Attackers had been exploiting the PowerPoint bug in Windows since at least early April. "[But] none of the exploit samples we have analysed will reliably exploit the Mac version, so we didn't want to hold the Windows security update while we wait for Mac packages," Jonathan Ness, an engineer at the Microsoft Security Response Center, explained last month.
Some criticised Microsoft's decision. Swa Frantzen, an analyst at SANS Institute's Internet Storm Center (ISC), said Microsoft was breaking its own rules about "responsible disclosure" by letting the Mac patches slide. "We all know from past experience [that] the reverse engineering of patches back into exploits starts at the time - if not before - the patches are released," said Frantzen four weeks ago. "So in the end, Microsoft just released what hackers need to attack."
Other recently-acknowledged bugs may or may not get fixed next week, said Storms. He was pessimistic about Microsoft patching a problem in DirectX that the company confirmed only last week; the bug is actively being exploited by hackers, according to Microsoft.

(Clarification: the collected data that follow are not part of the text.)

mod swap_in;
mod swap_out;

use log::{debug, trace, warn};

use crate::{
    cvm_address_space::CVMAddressSpace,
    modules::{
        compression::CompressionModule, physical_allocator::PhysicalAllocatorModule,
        physical_memory::PhysicalMemoryModule, victim_selection::VictimSelectionModule,
    },
    page_table::TranslationEntry,
    util::fatal,
};

/// State of a virtual page at the time it is accessed
#[derive(Debug, Clone, Copy, PartialEq, Eq)]
pub(crate) enum FaultCause {
    /// never accessed before
    Unallocated,
    /// data lives inside of a compressed block
    Compressed,
    /// page is resident, nothing to do
    Resident,
}

impl<
        A: PhysicalAllocatorModule,
        C: CompressionModule,
        V: VictimSelectionModule,
        P: PhysicalMemoryModule,
    > CVMAddressSpace<A, C, V, P>
{
    /// Resolves a page fault at `vaddr` and returns the physical page that now backs it.
    ///
    /// Returns `Err` if `vaddr` is not part of the virtual address space.
    pub fn handle_page_fault(&mut self, vaddr: usize) -> Result<usize, ()> {
        let vpn = self.config.page_from_address(vaddr);
        if vpn >= self.page_table.len() {
            warn!("Page fault at {:#x} outside of the address space", vaddr);
            return Err(());
        }

        Ok(self.resolve_fault(vpn))
    }

    pub(crate) fn fault_cause(&self, vpn: usize) -> FaultCause {
        match self.page_table.get(vpn) {
            None => FaultCause::Unallocated,
            Some(entry) if entry.compressed => FaultCause::Compressed,
            Some(_) => FaultCause::Resident,
        }
    }

    /// Makes `vpn` resident and returns its physical page.
    /// `vpn` has to be inside of the page table.
    pub(crate) fn resolve_fault(&mut self, vpn: usize) -> usize {
        let cause = self.fault_cause(vpn);
        if cause != FaultCause::Resident {
            trace!("Page fault for vpn {} ({:?})", vpn, cause);
            self.statistics.page_faults += 1;
        }

        match cause {
            FaultCause::Unallocated => {
                self.statistics.zero_fill_faults += 1;
                self.map_zeroed_page(vpn)
            }
            FaultCause::Compressed => {
                let handle = self.page_table.get(vpn).and_then(|entry| entry.compress_block);
                match handle {
                    Some(handle) => self.swap_in(handle),
                    None => fatal!("Compressed vpn {} has no block", vpn),
                }

                match self.page_table.get(vpn).and_then(|entry| entry.ppn()) {
                    Some(ppn) => ppn,
                    None => fatal!("vpn {} is not resident after swap in", vpn),
                }
            }
            FaultCause::Resident => match self.page_table.get(vpn).and_then(|entry| entry.ppn()) {
                Some(ppn) => ppn,
                None => fatal!("vpn {} is neither resident nor compressed", vpn),
            },
        }
    }

    /// Maps a new zeroed page to the unmapped `vpn`
    pub(crate) fn map_zeroed_page(&mut self, vpn: usize) -> usize {
        debug_assert!(self.page_table.get(vpn).is_none());

        let ppn = match self.allocator.allocate_one_page_uncompressed() {
            Some(ppn) => ppn,
            None => self.evict_for_one_page(vpn),
        };

        self.zero_page(ppn);
        self.page_table.insert(TranslationEntry::resident(vpn, ppn, false));

        trace!("Mapped vpn {} to ppn {}", vpn, ppn);
        ppn
    }

    /// Evicts one group of pages and returns one of the freed physical pages.
    /// The other freed pages are released.
    fn evict_for_one_page(&mut self, vpn: usize) -> usize {
        let requested = self.config.group_size;
        let victims = self.select_victims(requested);

        if victims.is_empty() {
            fatal!("Out of memory: no free page and no victim for vpn {}", vpn);
        }

        let freed = match self.compress_victims(&victims) {
            Ok((_, freed)) => freed,
            Err(()) => fatal!(
                "Out of memory: no compressed space to evict {:?} for vpn {}",
                victims,
                vpn
            ),
        };

        let (ppn, rest) = freed
            .split_first()
            .map(|(ppn, rest)| (*ppn, rest.to_vec()))
            .unwrap_or_else(|| fatal!("Eviction for vpn {} freed no page", vpn));

        for ppn in rest {
            self.allocator.mark_free(ppn);
        }

        ppn
    }

    /// Asks the victim selection module for up to `count` victims and validates its answer
    pub(crate) fn select_victims(&mut self, count: usize) -> Vec<usize> {
        let victims = self.victim_selection.select_victims(count, &mut self.page_table);

        if victims.len() > count {
            fatal!(
                "Victim selection returned {} pages, only {} were requested",
                victims.len(),
                count
            );
        }

        for (i, vpn) in victims.iter().enumerate() {
            if !self.page_table.is_resident(*vpn) {
                fatal!("Victim selection returned vpn {} which is not resident", vpn);
            }
            if victims[i + 1..].contains(vpn) {
                fatal!("Victim selection returned vpn {} twice", vpn);
            }
        }

        debug!("Selected victims {:?} ({} requested)", victims, count);

        if victims.len() < count {
            warn!("Victim selection returned {} of {} requested pages", victims.len(), count);
            self.statistics.victim_shortfalls += 1;
        }

        victims
    }
}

None of the updates' revealed today seemed to fit the affected software profile of the DirectX vulnerability, Storms said.
But another outstanding advisory, which Microsoft reported two weeks ago and which involved its Internet Information Services (IIS) web-server software, may get patched. "It's not called out as IIS, so it's hard to say if it will be patched, but I could see them putting it under one of the [six] Windows updates," said Storms. Microsoft has downplayed the IIS bug, which could be used by criminals to steal data from web servers, because only some configurations are at risk.
This latest update will be the largest by bulletin count since Microsoft issued 11 in October 2008, but users and IT administrators won't really know the extent of their patching job until the total CVE (Common Vulnerabilities and Exposure) count is revealed next Tuesday, Storms argued. Microsoft often bundles multiple patches - each identified by a specific CVE number assigned to the flaw that it fixes - in each update. "The workload will depend on the CVE count out of this," said Storms. "We may get 60, or we may get 20."
While the CVE count doesn't affect the testing companies do on Microsoft's security updates, it can affect the amount of work if, as is often the case, an organisation is unable to patch immediately and so implements the workarounds that Microsoft recommends. In its update bulletins, Microsoft lists separate workarounds for each CVE; in other words, if an update includes five patches for five CVEs, it could list five different workarounds.